Search the entries below. Return every line that has "PgPool" in it.

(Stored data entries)
----
//! Import against the database
//!
//! Wraps the in-memory [`ImportSession`] with the steps that need the
//! database: loading reference keys for validation and inserting rows on
//! commit. Shared by the HTTP routes and the CLI.

use sqlx::PgPool;

use specdb_core::{EntityKind, ImportError, ImportSession, ImportSummary, Table, TabularFormat};

use crate::db::{DbError, RecordRepo, ReferenceRepo};

#[derive(Debug, thiserror::Error)]
pub enum IngestError {
    #[error(transparent)]
    Import(#[from] ImportError),

    #[error(transparent)]
    Database(#[from] DbError),
}

/// Parse an uploaded file and run the first validation pass.
pub async fn start(
    pool: &PgPool,
    kind: EntityKind,
    file_name: &str,
    bytes: &[u8],
) -> Result<ImportSession, IngestError> {
    let format = TabularFormat::from_filename(file_name).map_err(ImportError::from)?;
    let table = Table::read(bytes, format).map_err(ImportError::from)?;
    let mut session = ImportSession::new(kind, file_name, table)?;
    validate(pool, &mut session).await?;
    tracing::info!(
        kind = %kind,
        file = file_name,
        rows = session.table.len(),
        error_rows = session.error_row_count(),
        "import uploaded"
    );
    Ok(session)
}

/// Re-run validation against the current database contents.
pub async fn validate(pool: &PgPool, session: &mut ImportSession) -> Result<(), DbError> {
    let refs = ReferenceRepo::new(pool).reference_sets().await?;
    session.validate_all(&refs);
    Ok(())
}

/// Insert every row. Each row stands alone: a failed insert is reported and
/// the rest carry on.
pub async fn commit(pool: &PgPool, session: &mut ImportSession) -> Result<ImportSummary, IngestError> {
    let rows = session.committable_rows()?;
    let repo = RecordRepo::new(pool, session.kind);
    let key_field = repo.schema().natural_key;

    let mut summary = ImportSummary::default();
    for (index, record) in rows {
        let key = key_field.and_then(|f| record.get(f)).map(str::to_owned);
        match repo.insert(&record).await {
            Ok(_) => summary.record_success(index, key),
            Err(e) => {
                tracing::warn!(row = index + 1, error = %e, "import row failed");
                summary.record_failure(index, key, e.user_message());
            }
        }
    }
    session.mark_committed();

    tracing::info!(
        kind = %session.kind,
        created = summary.created,
        failed = summary.failed,
        "import committed"
    );
    Ok(summary)
}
----
● Written response
use sqlx::PgPool;
    pool: &PgPool,
pub async fn validate(pool: &PgPool, session: &mut ImportSession) -> Result<(), DbError> {
pub async fn commit(pool: &PgPool, session: &mut ImportSession) -> Result<ImportSummary, IngestError> {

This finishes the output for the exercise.